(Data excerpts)
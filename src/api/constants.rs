//! Constants for OData metadata retrieval

/// EDMX namespace used by OData v4 documents
pub const EDMX_V4_NAMESPACE: &str = "http://docs.oasis-open.org/odata/ns/edmx";

/// EDMX namespace used by OData v2 (and v3) documents
pub const EDMX_V2_NAMESPACE: &str = "http://schemas.microsoft.com/ado/2007/06/edmx";

/// Metadata resource appended to a service root
pub const METADATA_SUFFIX: &str = "$metadata";

/// Default request timeout; large services can return multi-megabyte documents
pub const DEFAULT_TIMEOUT_SECS: u64 = 60;

/// Default connection timeout
pub const DEFAULT_CONNECT_TIMEOUT_SECS: u64 = 10;

/// Default user agent for metadata requests
pub fn default_user_agent() -> String {
    format!("odata-metadata-sync/{}", env!("CARGO_PKG_VERSION"))
}

/// Standard headers for metadata requests
pub mod headers {
    /// Accept header for $metadata
    pub const ACCEPT_XML: &str = "application/xml";

    /// Highest OData protocol version we understand
    pub const ODATA_MAX_VERSION: &str = "4.0";
}

/// Environment variables consulted for Basic credentials, in priority order
pub mod env {
    pub const USER_VARS: [&str; 2] = ["ODATA_USER", "SAP_USER"];
    pub const PASSWORD_VARS: [&str; 2] = ["ODATA_PASSWORD", "SAP_PASS"];
}
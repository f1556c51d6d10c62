//! Service provider registry boundary

use alloy_primitives::Address;
use std::collections::HashMap;
use warm_storage_primitives::ProviderId;

/// Registered provider
#[derive(Debug, Clone, PartialEq, Eq)]
pub struct ProviderInfo {
    /// Address operating the proof verifier side
    pub service_provider: Address,
    /// Address receiving storage payments
    pub payee: Address,
    /// Whether the registration is active
    pub is_active: bool,
}

/// Provider registry lookups
pub trait ProviderRegistry {
    /// Provider id registered for `service_provider`
    fn provider_id(&self, service_provider: Address) -> Option<ProviderId>;

    /// Payee of `provider_id`
    fn payee(&self, provider_id: ProviderId) -> Option<Address>;

    /// Whether `provider_id` is registered and active
    fn is_active(&self, provider_id: ProviderId) -> bool;
}

/// Provider registry held in memory
#[derive(Debug, Clone, Default)]
pub struct InMemoryProviderRegistry {
    next_id: ProviderId,
    providers: HashMap<ProviderId, ProviderInfo>,
    by_address: HashMap<Address, ProviderId>,
}

impl InMemoryProviderRegistry {
    /// Create an empty registry
    pub fn new() -> Self {
        Self::default()
    }

    /// Register an active provider, returning its id
    ///
    /// Re-registering an address returns the existing id.
    pub fn register(&mut self, service_provider: Address, payee: Address) -> ProviderId {
        if let Some(id) = self.by_address.get(&service_provider) {
            return *id;
        }
        self.next_id += 1;
        let id = self.next_id;
        self.providers.insert(id, ProviderInfo { service_provider, payee, is_active: true });
        self.by_address.insert(service_provider, id);
        id
    }

    /// Mark a provider inactive
    pub fn deactivate(&mut self, provider_id: ProviderId) {
        if let Some(info) = self.providers.get_mut(&provider_id) {
            info.is_active = false;
        }
    }

    /// Registration of `provider_id`
    pub fn provider(&self, provider_id: ProviderId) -> Option<&ProviderInfo> {
        self.providers.get(&provider_id)
    }
}

impl ProviderRegistry for InMemoryProviderRegistry {
    fn provider_id(&self, service_provider: Address) -> Option<ProviderId> {
        self.by_address.get(&service_provider).copied()
    }

    fn payee(&self, provider_id: ProviderId) -> Option<Address> {
        self.providers.get(&provider_id).map(|info| info.payee)
    }

    fn is_active(&self, provider_id: ProviderId) -> bool {
        self.providers.get(&provider_id).is_some_and(|info| info.is_active)
    }
}

#[cfg(test)]
mod tests {
    use super::*;

    #[test]
    fn test_register_and_deactivate() {
        let mut registry = InMemoryProviderRegistry::new();
        let id = registry.register(Address::repeat_byte(1), Address::repeat_byte(2));

        assert_eq!(registry.register(Address::repeat_byte(1), Address::repeat_byte(3)), id);
        assert_eq!(registry.provider_id(Address::repeat_byte(1)), Some(id));
        assert_eq!(registry.payee(id), Some(Address::repeat_byte(2)));
        assert!(registry.is_active(id));

        registry.deactivate(id);
        assert!(!registry.is_active(id));
        assert!(!registry.is_active(id + 1));
    }
}
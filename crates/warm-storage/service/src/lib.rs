//! Warm Storage Service
//!
//! Coordinates proof-of-data-possession with streaming payments for data
//! sets stored by approved providers:
//! - **Lifecycle**: creation, piece additions and removals, termination and
//!   deletion, driven by proof verifier callbacks
//! - **Proving**: per data set proving periods, challenge windows and fault
//!   accounting
//! - **Arbitration**: settlement of the storage rail pays proven epochs only
//! - **CDN**: fixed-lockup egress rails topped up by the payer and settled by
//!   the CDN controller
//!
//! # Call flow
//!
//! ```text
//!  proof verifier ──on_*──►┌─────────────────────┐──create/modify/terminate──► payments ledger
//!                          │ WarmStorageService  │
//!  payments ledger ─arbitrate/on_rail_terminated─►│◄── provider registry, session keys
//!                          └─────────────────────┘
//!                                    │
//!                             ServiceEvent log
//! ```

#![cfg_attr(not(test), warn(unused_crate_dependencies))]

pub mod arbitration;
pub mod data_set;
pub mod error;
pub mod events;
pub mod ledger;
pub mod proving;
pub mod registry;
pub mod service;
pub mod state;
pub mod views;

pub use arbitration::{ProvenEpochs, ValidationOutcome, find_proven_epochs};
pub use data_set::{DataSet, NonceRegistry, NonceUsage};
pub use error::{Result, ServiceError};
pub use events::ServiceEvent;
pub use ledger::{
    AccountView, InMemoryPayments, LedgerError, OperatorApproval, PaymentsLedger, RailParams,
    RailView,
};
pub use proving::{AdvanceKind, PeriodAdvance, ProvenPeriods, ProvingState};
pub use registry::{InMemoryProviderRegistry, ProviderInfo, ProviderRegistry};
pub use service::{AddPiecesRequest, CallContext, CreateDataSetRequest, WarmStorageService};
pub use state::{DataSetV1, ServiceState, ServiceStateV1, StateSnapshot};
pub use views::ProvingStatus;
//! EIP-712 payer messages

use alloy_primitives::{Address, B256, Bytes, U256, keccak256};
use alloy_sol_types::{Eip712Domain, SolStruct, sol};
use std::borrow::Cow;
use tracing::trace;
use warm_storage_primitives::{DomainConfig, Epoch, PieceId};

use crate::{AuthError, SessionKeyRegistry, recover_signer};

sol! {
    /// Metadata key/value pair
    #[derive(Debug, PartialEq, Eq)]
    struct MetadataEntry {
        string key;
        string value;
    }

    /// Authorization to create a data set
    #[derive(Debug, PartialEq, Eq)]
    struct CreateDataSet {
        uint256 clientDataSetId;
        address payee;
        MetadataEntry[] metadata;
    }

    /// Authorization to create a data set with an explicit CDN opt-in
    #[derive(Debug, PartialEq, Eq)]
    struct CreateDataSetWithCdn {
        uint256 clientDataSetId;
        bool withCDN;
        address payee;
        MetadataEntry[] metadata;
    }

    /// Piece content identifier
    #[derive(Debug, PartialEq, Eq)]
    struct Cid {
        bytes data;
    }

    /// Metadata of the piece at `pieceIndex` within an add request
    #[derive(Debug, PartialEq, Eq)]
    struct PieceMetadata {
        uint256 pieceIndex;
        MetadataEntry[] metadata;
    }

    /// Authorization to add pieces to a data set
    #[derive(Debug, PartialEq, Eq)]
    struct AddPieces {
        uint256 clientDataSetId;
        uint256 nonce;
        Cid[] pieceData;
        PieceMetadata[] pieceMetadata;
    }

    /// Authorization to schedule piece removals
    #[derive(Debug, PartialEq, Eq)]
    struct SchedulePieceRemovals {
        uint256 clientDataSetId;
        uint256[] pieceIds;
    }
}

fn typed_entries(entries: &[warm_storage_primitives::MetadataEntry]) -> Vec<MetadataEntry> {
    entries
        .iter()
        .map(|entry| MetadataEntry { key: entry.key.clone(), value: entry.value.clone() })
        .collect()
}

/// Hash of the EIP-712 type string of `T`
///
/// Session keys are granted per message type using this hash.
pub fn type_hash<T: SolStruct>() -> B256 {
    keccak256(T::eip712_encode_type().as_bytes())
}

/// Build the [`CreateDataSet`] message
pub fn create_data_set_message(
    client_data_set_id: U256,
    payee: Address,
    metadata: &[warm_storage_primitives::MetadataEntry],
) -> CreateDataSet {
    CreateDataSet { clientDataSetId: client_data_set_id, payee, metadata: typed_entries(metadata) }
}

/// Build the [`CreateDataSetWithCdn`] message
pub fn create_data_set_with_cdn_message(
    client_data_set_id: U256,
    with_cdn: bool,
    payee: Address,
    metadata: &[warm_storage_primitives::MetadataEntry],
) -> CreateDataSetWithCdn {
    CreateDataSetWithCdn {
        clientDataSetId: client_data_set_id,
        withCDN: with_cdn,
        payee,
        metadata: typed_entries(metadata),
    }
}

/// Build the [`AddPieces`] message; piece metadata is indexed by position
pub fn add_pieces_message(
    client_data_set_id: U256,
    nonce: U256,
    pieces: &[Bytes],
    piece_metadata: &[Vec<warm_storage_primitives::MetadataEntry>],
) -> AddPieces {
    AddPieces {
        clientDataSetId: client_data_set_id,
        nonce,
        pieceData: pieces.iter().map(|data| Cid { data: data.clone() }).collect(),
        pieceMetadata: piece_metadata
            .iter()
            .enumerate()
            .map(|(index, entries)| PieceMetadata {
                pieceIndex: U256::from(index),
                metadata: typed_entries(entries),
            })
            .collect(),
    }
}

/// Build the [`SchedulePieceRemovals`] message
pub fn schedule_removals_message(
    client_data_set_id: U256,
    piece_ids: &[PieceId],
) -> SchedulePieceRemovals {
    SchedulePieceRemovals {
        clientDataSetId: client_data_set_id,
        pieceIds: piece_ids.iter().map(|id| U256::from(*id)).collect(),
    }
}

/// Verifies payer signatures under a fixed signing domain
#[derive(Debug, Clone)]
pub struct PayerAuthenticator {
    domain: Eip712Domain,
}

impl PayerAuthenticator {
    /// Domain from configuration with `verifying_contract` as the service address
    pub fn new(config: &DomainConfig, verifying_contract: Address) -> Self {
        let domain = Eip712Domain::new(
            Some(Cow::Owned(config.name.clone())),
            Some(Cow::Owned(config.version.clone())),
            Some(U256::from(config.chain_id)),
            Some(verifying_contract),
            None,
        );
        Self { domain }
    }

    /// Signing domain
    pub const fn domain(&self) -> &Eip712Domain {
        &self.domain
    }

    /// Digest a payer signs for `message`
    pub fn signing_hash<T: SolStruct>(&self, message: &T) -> B256 {
        message.eip712_signing_hash(&self.domain)
    }

    /// Check that `signature` over `message` was produced by `payer` or a live
    /// delegate of `payer` at `epoch`
    ///
    /// Returns the recovered signer.
    pub fn verify<T, S>(
        &self,
        message: &T,
        signature: &[u8],
        payer: Address,
        session_keys: &S,
        epoch: Epoch,
    ) -> Result<Address, AuthError>
    where
        T: SolStruct,
        S: SessionKeyRegistry + ?Sized,
    {
        let recovered = recover_signer(self.signing_hash(message), signature)?;
        if recovered == payer {
            return Ok(recovered);
        }

        let expiry = session_keys.authorization_expiry(payer, recovered, type_hash::<T>());
        if expiry == 0 {
            return Err(AuthError::InvalidSigner { payer, recovered });
        }
        if expiry < epoch {
            return Err(AuthError::SessionKeyExpired { payer, signer: recovered, expiry });
        }

        trace!(target: "warm_storage::auth", %payer, signer = %recovered, expiry, "accepted session key signature");
        Ok(recovered)
    }
}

- _What is expected_: If a line in the records has the word "Whether", copy that line.

- _Task solution_:
    /// Whether the registration is active
    /// Whether `provider_id` is registered and active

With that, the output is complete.